The Deep River Town Hall is located at the junction of Connecticut Routes 80 and 154 in Deep River, Connecticut. Completed in 1893, it is unusual for its distinctively urban styling in a quiet rural suburban community. The building was listed on the National Register of Historic Places on January 1, 1976.

==Description and history==
The Deep River Town Hall is located near the southern end of the main village of Deep River, located in a triangular plot on the south side of the junction of Connecticut Routes 80 and 154, with a west-bound one-way street immediately to its south. In contrast to other village architecture, it is a three-story brick building, set up against the sidewalk on the main roads.
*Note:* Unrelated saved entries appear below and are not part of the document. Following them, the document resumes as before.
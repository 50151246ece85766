//! Snapshot of the last state known to be durably persisted.
//!
//! The snapshot is the clean baseline the dirty tracker compares against.
//! It is populated from the initial fetch and then changed one entry at a
//! time, only after the remote store confirmed an operation on that entry.
//! It is never replaced wholesale.

use crate::{CollectionName, RecordId};
use serde::{Deserialize, Serialize};
use std::collections::BTreeMap;

/// Persisted content of one entity.
#[derive(Debug, Clone, PartialEq, Serialize, Deserialize)]
#[serde(rename_all = "camelCase")]
pub struct SnapshotEntry {
    /// Persisted parent id, for nested collections
    #[serde(default, skip_serializing_if = "Option::is_none")]
    pub parent: Option<RecordId>,
    /// Persisted content fields
    pub content: serde_json::Value,
}

impl SnapshotEntry {
    /// Create a new entry.
    pub fn new(parent: Option<RecordId>, content: serde_json::Value) -> Self {
        Self { parent, content }
    }
}

/// Clean baseline for the root document and every collection.
///
/// Uses BTreeMap so that iteration (and therefore diffs) is deterministic.
#[derive(Debug, Clone, Default, PartialEq, Serialize, Deserialize)]
#[serde(rename_all = "camelCase")]
pub struct Snapshot {
    /// Persisted root document fields; `None` until the root exists remotely
    root: Option<serde_json::Value>,
    /// Entries organized by collection, then by record id
    collections: BTreeMap<CollectionName, BTreeMap<RecordId, SnapshotEntry>>,
}

impl Snapshot {
    /// Create a new empty snapshot.
    pub fn new() -> Self {
        Self::default()
    }

    /// Persisted root document fields.
    pub fn root(&self) -> Option<&serde_json::Value> {
        self.root.as_ref()
    }

    /// Record confirmed root document fields.
    pub fn set_root(&mut self, fields: serde_json::Value) {
        self.root = Some(fields);
    }

    /// Record a confirmed entry, replacing any previous one.
    pub fn record(&mut self, collection: &str, id: impl Into<RecordId>, entry: SnapshotEntry) {
        self.collections
            .entry(collection.to_string())
            .or_default()
            .insert(id.into(), entry);
    }

    /// Drop an entry after its delete was confirmed.
    pub fn forget(&mut self, collection: &str, id: &str) -> Option<SnapshotEntry> {
        self.collections.get_mut(collection)?.remove(id)
    }

    /// Get an entry.
    pub fn get(&self, collection: &str, id: &str) -> Option<&SnapshotEntry> {
        self.collections.get(collection)?.get(id)
    }

    /// Check if an entry exists.
    pub fn contains(&self, collection: &str, id: &str) -> bool {
        self.get(collection, id).is_some()
    }

    /// Entries of one collection, ordered by id.
    pub fn entries(&self, collection: &str) -> impl Iterator<Item = (&RecordId, &SnapshotEntry)> {
        self.collections.get(collection).into_iter().flatten()
    }

    /// Collection names that have (or had) entries.
    pub fn collection_names(&self) -> impl Iterator<Item = &CollectionName> {
        self.collections.keys()
    }

    /// Count entries across all collections.
    pub fn entry_count(&self) -> usize {
        self.collections.values().map(BTreeMap::len).sum()
    }
}
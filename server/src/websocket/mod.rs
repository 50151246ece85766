//! WebSocket support for live save status.
//!
//! Clients connect per session and receive a status message every time the
//! save status changes. They can also ask for a save or for the current
//! status over the same socket.

mod protocol;

pub use protocol::*;
//! Session handlers - open, edit, save and close quizzes.

use std::sync::Arc;

use quizdraft_engine::{EntityTree, Identity, RecordId, StatusReport};
use serde::{Deserialize, Serialize};
use serde_json::{json, Value};

use crate::autosave::CycleSummary;
use crate::error::{AppError, Result};
use crate::session::Session;
use crate::AppState;

/// Title given to a draft opened without fields.
pub const DEFAULT_DRAFT_TITLE: &str = "Untitled quiz";

/// Request body for opening a session.
#[derive(Debug, Default, Deserialize)]
#[serde(rename_all = "camelCase")]
pub struct OpenSessionRequest {
    /// Existing quiz to open; a draft is started without one
    #[serde(default)]
    pub quiz_id: Option<String>,
    /// Root fields for a draft
    #[serde(default)]
    pub fields: Option<Value>,
}

/// A session with its tree and status.
#[derive(Debug, Serialize)]
#[serde(rename_all = "camelCase")]
pub struct SessionResponse {
    pub session_id: String,
    pub quiz_id: Option<RecordId>,
    pub tree: EntityTree,
    pub status: StatusReport,
}

impl SessionResponse {
    fn of(session: &Session) -> Self {
        Self {
            session_id: session.id().to_string(),
            quiz_id: session.quiz_id(),
            tree: session.tree(),
            status: session.status(),
        }
    }
}

/// Request body for creating an entity.
#[derive(Debug, Deserialize)]
#[serde(rename_all = "camelCase")]
pub struct InsertRequest {
    /// Parent entity, for nested collections
    #[serde(default)]
    pub parent: Option<Identity>,
    pub content: Value,
}

/// Request body for changing an entity.
#[derive(Debug, Deserialize)]
#[serde(rename_all = "camelCase")]
pub struct UpdateRequest {
    /// Replacement content
    #[serde(default)]
    pub content: Option<Value>,
    /// New parent, for nested collections
    #[serde(default)]
    pub parent: Option<Identity>,
}

/// Response for a created entity.
#[derive(Debug, Serialize)]
#[serde(rename_all = "camelCase")]
pub struct InsertResponse {
    pub id: Identity,
    pub status: StatusReport,
}

/// Response for a removal.
#[derive(Debug, Serialize)]
#[serde(rename_all = "camelCase")]
pub struct RemoveResponse {
    /// The entity plus its removed children
    pub removed: usize,
    pub status: StatusReport,
}

/// Response for a published draft.
#[derive(Debug, Serialize)]
#[serde(rename_all = "camelCase")]
pub struct PublishResponse {
    pub quiz_id: RecordId,
    pub status: StatusReport,
}

fn find(state: &AppState, session_id: &str) -> Result<Arc<Session>> {
    state
        .sessions
        .get(session_id)
        .ok_or_else(|| AppError::NotFound(format!("session {session_id}")))
}

/// Open an existing quiz, or start a draft.
pub async fn handle_open(state: &AppState, request: OpenSessionRequest) -> Result<SessionResponse> {
    let schema = state.schema.as_ref().clone();
    let autosave = state.config.autosave;

    let session = match request.quiz_id {
        Some(quiz_id) => Session::open(state.store.clone(), schema, &quiz_id, autosave).await?,
        None => {
            let fields = request
                .fields
                .unwrap_or_else(|| json!({ "title": DEFAULT_DRAFT_TITLE }));
            Session::draft(state.store.clone(), schema, fields, autosave)?
        }
    };

    let session = state.sessions.register(session);
    Ok(SessionResponse::of(&session))
}

pub fn handle_get(state: &AppState, session_id: &str) -> Result<SessionResponse> {
    let session = find(state, session_id)?;
    Ok(SessionResponse::of(&session))
}

pub fn handle_status(state: &AppState, session_id: &str) -> Result<StatusReport> {
    Ok(find(state, session_id)?.status())
}

pub fn handle_set_root(state: &AppState, session_id: &str, fields: Value) -> Result<StatusReport> {
    let session = find(state, session_id)?;
    session.set_root_fields(fields)?;
    Ok(session.status())
}

pub fn handle_insert(
    state: &AppState,
    session_id: &str,
    collection: &str,
    request: InsertRequest,
) -> Result<InsertResponse> {
    let session = find(state, session_id)?;
    let id = session.insert(collection, request.parent, request.content)?;
    tracing::debug!(session = %session_id, collection = %collection, entity = %id, "Entity created");
    Ok(InsertResponse {
        id,
        status: session.status(),
    })
}

pub fn handle_update(
    state: &AppState,
    session_id: &str,
    collection: &str,
    entity: &str,
    request: UpdateRequest,
) -> Result<StatusReport> {
    if request.content.is_none() && request.parent.is_none() {
        return Err(AppError::BadRequest(
            "expected content, parent, or both".to_string(),
        ));
    }
    let session = find(state, session_id)?;
    let id = Identity::parse(entity)?;
    session.update(collection, &id, request.content, request.parent)?;
    Ok(session.status())
}

pub fn handle_remove(
    state: &AppState,
    session_id: &str,
    collection: &str,
    entity: &str,
) -> Result<RemoveResponse> {
    let session = find(state, session_id)?;
    let id = Identity::parse(entity)?;
    let removed = session.remove(collection, &id)?;
    tracing::debug!(session = %session_id, collection = %collection, entity = %id, removed, "Entity removed");
    Ok(RemoveResponse {
        removed,
        status: session.status(),
    })
}

/// Save now and wait for the cycle.
pub async fn handle_save(state: &AppState, session_id: &str) -> Result<CycleSummary> {
    let session = find(state, session_id)?;
    session.save_now().await.ok_or_else(|| {
        AppError::Conflict("autosave is not active for this session".to_string())
    })
}

pub async fn handle_publish(state: &AppState, session_id: &str) -> Result<PublishResponse> {
    let session = find(state, session_id)?;
    let quiz_id = session.publish().await?;
    Ok(PublishResponse {
        quiz_id,
        status: session.status(),
    })
}

pub fn handle_close(state: &AppState, session_id: &str) -> Result<()> {
    state
        .sessions
        .remove(session_id)
        .map(|_| ())
        .ok_or_else(|| AppError::NotFound(format!("session {session_id}")))
}

/// Look up a session for a WebSocket upgrade.
pub fn handle_subscribe(state: &AppState, session_id: &str) -> Result<Arc<Session>> {
    find(state, session_id)
}
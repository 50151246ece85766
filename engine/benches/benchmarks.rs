//! Performance benchmarks for quizdraft-engine

use criterion::{black_box, criterion_group, criterion_main, BenchmarkId, Criterion};
use quizdraft_engine::{
    diff, CollectionSchema, FieldDef, FieldType, Identity, Record, Schema, Workspace,
};
use serde_json::json;
use std::collections::BTreeMap;

fn create_test_schema() -> Schema {
    Schema::new(
        CollectionSchema::new("quizzes", vec![FieldDef::required("title", FieldType::String)]),
        "quiz_id",
    )
    .with_collection(CollectionSchema::new(
        "questions",
        vec![
            FieldDef::required("text", FieldType::String),
            FieldDef::optional("position", FieldType::Int),
        ],
    ))
    .with_collection(
        CollectionSchema::new("answers", vec![FieldDef::required("text", FieldType::String)])
            .child_of("questions", "question_id"),
    )
}

/// A quiz with `size` questions, four answers each.
fn loaded_workspace(size: usize) -> Workspace {
    let questions = (0..size)
        .map(|i| {
            Record::new(
                format!("Q{i}"),
                json!({"text": format!("Question {i}"), "position": i, "quiz_id": "quiz-1"}),
            )
        })
        .collect();
    let answers = (0..size * 4)
        .map(|i| {
            Record::new(
                format!("A{i}"),
                json!({"text": format!("Answer {i}"), "question_id": format!("Q{}", i / 4)}),
            )
        })
        .collect();

    Workspace::load(
        create_test_schema(),
        Record::new("quiz-1", json!({"title": "Benchmark"})),
        BTreeMap::from([
            ("questions".to_string(), questions),
            ("answers".to_string(), answers),
        ]),
    )
    .unwrap()
}

/// Touch roughly a tenth of the tree: edits, new entities, removals.
fn edit_workspace(ws: &mut Workspace, size: usize) {
    for i in (0..size).step_by(10) {
        ws.update(
            "questions",
            &Identity::persisted(format!("Q{i}")),
            json!({"text": format!("Edited {i}"), "position": i}),
        )
        .unwrap();
        ws.remove("answers", &Identity::persisted(format!("A{}", i * 4)))
            .unwrap();
        let q = ws
            .insert("questions", None, json!({"text": "New"}))
            .unwrap();
        ws.insert("answers", Some(q), json!({"text": "New answer"}))
            .unwrap();
    }
}

fn bench_diff(c: &mut Criterion) {
    let mut group = c.benchmark_group("diff");

    for size in [10, 100, 500].iter() {
        group.bench_with_input(BenchmarkId::new("clean", size), size, |b, &size| {
            let ws = loaded_workspace(size);
            b.iter(|| diff(black_box(ws.tree()), black_box(ws.snapshot())))
        });

        group.bench_with_input(BenchmarkId::new("edited", size), size, |b, &size| {
            let mut ws = loaded_workspace(size);
            edit_workspace(&mut ws, size);
            b.iter(|| diff(black_box(ws.tree()), black_box(ws.snapshot())))
        });
    }

    group.finish();
}

fn bench_plan(c: &mut Criterion) {
    let mut group = c.benchmark_group("plan");

    for size in [10, 100, 500].iter() {
        group.bench_with_input(BenchmarkId::new("build", size), size, |b, &size| {
            let mut ws = loaded_workspace(size);
            edit_workspace(&mut ws, size);
            b.iter(|| black_box(&ws).plan())
        });
    }

    group.finish();
}

fn bench_load(c: &mut Criterion) {
    let mut group = c.benchmark_group("load");

    for size in [100, 500].iter() {
        group.bench_with_input(BenchmarkId::new("workspace", size), size, |b, &size| {
            b.iter(|| loaded_workspace(black_box(size)))
        });
    }

    group.finish();
}

criterion_group!(benches, bench_diff, bench_plan, bench_load);
criterion_main!(benches);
A single bay faces the intersection, housing the main entrance in an arched recess, flanked by sidelight windows and topped by a semicircular transom window. The side elevations are nine bays, divided into groups of three; some of these groups have doors at the center, while others have windows. Upper-level windows are organized as pairs of sash windows topped by half-round transom windows. The building's roof has a projecting cornice lined with modillion blocks.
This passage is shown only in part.